Ainda no reinado de Aracy, em 1932, na revista Com a letra, ela registra um raríssimo samba da lavra de Lamartine Babo, Só dando com uma pedra nela, que o autor viria a gravar em parceria com Mário Reis. E, em Angu de caroço, ela contribui para o início da carreira, no teatro de revista, do ator Oscar Tereza Dias, o Oscarito, que, em dupla com ela, lança o samba de Noel, Mulato bamba, gravado no ano seguinte por Mário Reis.

Surge então a Casa de Caboclo, uma companhia montada pelo bailarino Duque (Antônio Lopes de Amorim Diniz), o mesmo que levara o maxixe e os Oito Batutas a Paris. Na companhia, aparece um duo chamado Jararaca e Ratinho e uma nova vedete com o nome de Dercy Gonçalves. A revista chama-se Que-qué qué casa e limitava-se a repetir os sambas lançados em outros teatros.
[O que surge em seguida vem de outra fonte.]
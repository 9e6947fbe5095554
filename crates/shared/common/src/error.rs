//! Unified error handling.
//!
//! Every public service operation returns `AppResult<T>`. The HTTP layer
//! renders an `AppError` as a status code plus a JSON body; internal detail
//! is logged and replaced by a generic message.

use axum::{
    http::StatusCode,
    response::{IntoResponse, Response},
    Json,
};
use domain::DomainError;
use serde::Serialize;
use thiserror::Error;

/// Application error types.
#[derive(Error, Debug)]
pub enum AppError {
    // Authentication
    #[error("Authentication required")]
    Unauthorized,

    #[error("token invalid")]
    InvalidToken,

    #[error("token expired")]
    TokenExpired,

    #[error("{}", domain::INVALID_CREDENTIALS_MESSAGE)]
    InvalidCredentials,

    // Authorization
    #[error("{0}")]
    Forbidden(String),

    // Resource errors
    #[error("{0} not found")]
    NotFound(String),

    #[error("{0} already exists")]
    Conflict(String),

    // Validation
    #[error("{0}")]
    Validation(String),

    #[error("{0}")]
    BusinessRule(String),

    // External service errors
    #[cfg(feature = "database")]
    #[error("Database error")]
    Database(#[from] sea_orm::DbErr),

    // Internal
    #[error("Internal server error")]
    Internal(String),
}

/// Error response body for HTTP
#[derive(Debug, Serialize)]
struct ErrorResponse {
    error: ErrorBody,
}

#[derive(Debug, Serialize)]
struct ErrorBody {
    code: String,
    message: String,
}

impl AppError {
    /// Get error code for client
    pub fn code(&self) -> &'static str {
        match self {
            AppError::Unauthorized => "UNAUTHORIZED",
            AppError::InvalidToken => "TOKEN_INVALID",
            AppError::TokenExpired => "TOKEN_EXPIRED",
            AppError::InvalidCredentials => "INVALID_CREDENTIALS",
            AppError::Forbidden(_) => "FORBIDDEN",
            AppError::NotFound(_) => "NOT_FOUND",
            AppError::Conflict(_) => "CONFLICT",
            AppError::Validation(_) => "VALIDATION_ERROR",
            AppError::BusinessRule(_) => "BUSINESS_RULE_VIOLATION",
            #[cfg(feature = "database")]
            AppError::Database(_) => "DATABASE_ERROR",
            AppError::Internal(_) => "INTERNAL_ERROR",
        }
    }

    /// Get HTTP status code
    pub fn status(&self) -> StatusCode {
        match self {
            AppError::Unauthorized
            | AppError::InvalidToken
            | AppError::TokenExpired
            | AppError::InvalidCredentials => StatusCode::UNAUTHORIZED,
            AppError::Forbidden(_) => StatusCode::FORBIDDEN,
            AppError::NotFound(_) => StatusCode::NOT_FOUND,
            AppError::Conflict(_) => StatusCode::CONFLICT,
            AppError::Validation(_) | AppError::BusinessRule(_) => StatusCode::BAD_REQUEST,
            #[cfg(feature = "database")]
            AppError::Database(_) => StatusCode::INTERNAL_SERVER_ERROR,
            AppError::Internal(_) => StatusCode::INTERNAL_SERVER_ERROR,
        }
    }

    /// Get user-facing message (hides internal details)
    pub fn user_message(&self) -> String {
        match self {
            #[cfg(feature = "database")]
            AppError::Database(e) => {
                tracing::error!("Database error: {:?}", e);
                "A database error occurred".to_string()
            }
            AppError::Internal(msg) => {
                tracing::error!("Internal error: {}", msg);
                "An internal error occurred".to_string()
            }

            // Client errors carry their own message
            _ => self.to_string(),
        }
    }
}

// =============================================================================
// HTTP Response (Axum)
// =============================================================================

impl IntoResponse for AppError {
    fn into_response(self) -> Response {
        let status = self.status();
        let body = ErrorResponse {
            error: ErrorBody {
                code: self.code().to_string(),
                message: self.user_message(),
            },
        };

        (status, Json(body)).into_response()
    }
}

// =============================================================================
// Token Errors (jsonwebtoken)
// =============================================================================

#[cfg(feature = "jwt")]
impl From<jsonwebtoken::errors::Error> for AppError {
    /// Verification failures only; expiry is kept distinct from every other
    /// signature or structure problem.
    fn from(err: jsonwebtoken::errors::Error) -> Self {
        match err.kind() {
            jsonwebtoken::errors::ErrorKind::ExpiredSignature => AppError::TokenExpired,
            _ => AppError::InvalidToken,
        }
    }
}

// =============================================================================
// Domain Error Conversion
// =============================================================================

impl From<DomainError> for AppError {
    fn from(err: DomainError) -> Self {
        match err {
            DomainError::Validation(msg) => AppError::Validation(msg),
            DomainError::PasswordPolicy(msg) => AppError::Validation(msg),
            DomainError::BusinessRule(msg) => AppError::BusinessRule(msg),
            DomainError::Internal(msg) => AppError::Internal(msg),
        }
    }
}

/// Result type alias
pub type AppResult<T> = Result<T, AppError>;

/// Extension trait for Option -> AppError conversion
pub trait OptionExt<T> {
    fn ok_or_not_found(self, entity: &str) -> AppResult<T>;
}

impl<T> OptionExt<T> for Option<T> {
    fn ok_or_not_found(self, entity: &str) -> AppResult<T> {
        self.ok_or_else(|| AppError::not_found(entity))
    }
}

/// Convenience constructors
impl AppError {
    pub fn conflict(entity: impl Into<String>) -> Self {
        AppError::Conflict(entity.into())
    }

    pub fn not_found(entity: impl Into<String>) -> Self {
        AppError::NotFound(entity.into())
    }

    pub fn forbidden(msg: impl Into<String>) -> Self {
        AppError::Forbidden(msg.into())
    }

    pub fn validation(msg: impl Into<String>) -> Self {
        AppError::Validation(msg.into())
    }

    pub fn business_rule(msg: impl Into<String>) -> Self {
        AppError::BusinessRule(msg.into())
    }

    pub fn internal(msg: impl Into<String>) -> Self {
        AppError::Internal(msg.into())
    }
}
Até a chegada dos anos 40, o teatro de revista manteve sua missão de lançador da música brasileira. Em 1939, na revista Camisa amarela, no Teatro Recreio, Moreira da Silva ainda encontra espaço para popularizar o samba de breque. Daí para frente, mudaria a filosofia, entrariam as vedetes estrangeiras, reinariam as plumas e os paetês, o texto ganharia o espaço maior e o rádio passaria a ser o grande divulgador da música do povo.